A cycle of stress

Dec 062005
Authors: Amanda Schank

During a test, Kelly Koclanes sometimes finds herself at a stopping point.

"While I'm taking the test I get really nervous to the point where I have to sit back and calm myself down to continue," said Koclanes, freshman open-option major seeking technical journalism and business.

Koclanes is only one of the multitudes of students who experience a degree of test anxiety. Unlike others, Koclanes overcame her test-induced nervousness through self-taught relaxation and breathing techniques.

"If I feel like I'm getting nervous, I take a couple of seconds," she said. "I think about breathing and just focusing on what I need to do."

Many students suffer from test anxiety, a combination of apprehension and uneasiness around testing or the anticipation of testing. The anxiety can have a tendency to increase at the end of the semester, but can be helped through studying tips and relaxation techniques taught at CSU's Stress Management Program (SMP) and Learning Assistance Center (LAC).

"Sometimes when we can be open and vulnerable to another person…then that can begin a process of understanding and awareness, and sharing at that level can start a process of relaxing," said Karen Baumann , a study skills counselor at the LAC. "If you can be that open and honest and realize that someone is there to help you, it can be very powerful."

Test anxiety is a result of the combination of two separate elements that work together in a circular motion. As a type of performance anxiety, the body allows and needs a certain amount of nerves to perform well. The anxiety piece happens when someone has too much nervousness during an actual test, causing a bad performance despite preparation.

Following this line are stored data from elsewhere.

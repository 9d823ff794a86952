//! Timestamp serde helpers for the state file.
//!
//! - Serialization: `DateTime<Utc>` -> RFC3339 string
//! - Deserialization: RFC3339, or an ISO 8601 timestamp without offset (read as UTC)

use chrono::{DateTime, NaiveDateTime, Utc};

/// Parse RFC3339, falling back to a naive ISO 8601 timestamp in UTC.
#[must_use]
pub fn parse_lenient(s: &str) -> Option<DateTime<Utc>> {
    if let Ok(dt) = DateTime::parse_from_rfc3339(s) {
        return Some(dt.with_timezone(&Utc));
    }
    NaiveDateTime::parse_from_str(s, "%Y-%m-%dT%H:%M:%S%.f")
        .ok()
        .map(|naive| naive.and_utc())
}

/// `Option<DateTime<Utc>>` serializer/deserializer helpers.
///
/// An unreadable timestamp loads as `None` instead of rejecting the document.
pub mod option {
    use chrono::{DateTime, Utc};
    use serde::{Deserialize, Deserializer, Serializer};

    use super::parse_lenient;

    /// Serializes `Option<DateTime<Utc>>` as RFC3339 or `null`.
    pub fn serialize<S>(dt: &Option<DateTime<Utc>>, serializer: S) -> Result<S::Ok, S::Error>
    where
        S: Serializer,
    {
        match dt {
            Some(dt) => serializer.serialize_some(&dt.to_rfc3339()),
            None => serializer.serialize_none(),
        }
    }

    pub fn deserialize<'de, D>(deserializer: D) -> Result<Option<DateTime<Utc>>, D::Error>
    where
        D: Deserializer<'de>,
    {
        let raw = Option::<String>::deserialize(deserializer)?;
        Ok(raw.as_deref().and_then(parse_lenient))
    }
}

In turn, some people need more help with studying and preparing for tests – the failure accounting for poor test performances. The past failures cause anxiety about future testing situations, causing the person to continue doing poorly not necessarily because of the actual test, but because of the general anxiety felt before the test.

"Just studying and studying isn't going to help, or just learning to relax and calm yourself might not do it – you may have to do both," said Jenifer Thomas , a graduate student assistant in the SMP. "There is anxiety about the performance, but then there is also poor performance because of the anxiety.

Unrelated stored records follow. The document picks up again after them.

//! Durable record snapshots
//!
//! The state file maps account name → zone id → record id → [`Snapshot`].
//! [`StateStore`] is its only reader and writer.

mod snapshot;
mod store;

pub use snapshot::{AccountState, STATE_VERSION, Snapshot, SnapshotKey, StateDocument, ZoneState};
pub use store::{StateStore, ZoneKeys};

"You can't quite separate them out and say you only need to do this, or you only need to do that – it's circular, they feed off each other."

Thomas noted the amount of hype placed on exams at the college-level is a primary cause of test anxiety. Other possible reasons include pressure and expectations set on students not only by parents and possibly professors, but also by students themselves.

Whatever the cause, test anxiety can surface at any time and with anyone.

"We'll see individuals who are on academic probation because a lot is riding on how they do, but then we'll also see straight-A students who experience test anxiety," Thomas said. "It's hard to say who's at risk."

Identifying behaviors for test anxiety include continual poor testing performances, an increased sense of bodily actions during a test, especially with the heart and breathing, and a general awareness of an overwhelming fear or apprehension.

Thomas said test anxiety could remain unnoticed in a person, a stigma with possible academic repercussions.

"The idea is that you're supposed to be stressed and nervous during a test," Thomas said. "It's just a part of college, and you just have to deal with it – that's hard to reach if you feel that."

CSU has a number of options and resources available for students struggling with test anxiety. The SMP in the University Counseling Center is the primary place for students to deal with their anxiety.

The SMP offers a set of tapes specific to test anxiety, intended to teach students relaxation techniques and other ways to deal with their apprehensions and fears. It also has a biofeedback machine that allows users to experience a relaxed state so they can learn to build and perfect that state before a test.

The LAC also offers help focused on preparing for a test. Studying and note-taking skills, as well as reviewing previous exams, are all options offered to help with a person's performance. Both centers have Web sites offering tips as well.

In addition, this week is "Stress-Busters Week" at the Wellness Zone, providing a variety of workshops intended to help people relax and unwind before finals.

Whatever option students choose, as a general rule to test anxiety: the earlier it is recognized and dealt with, the better.

"It's important to know about, because just knowing that they can do something about it – that it's not something they have to suffer through and is something they can change – they may be happier and feel like they are more successful because they can deal with it better," Thomas said. "There is something they can do about it."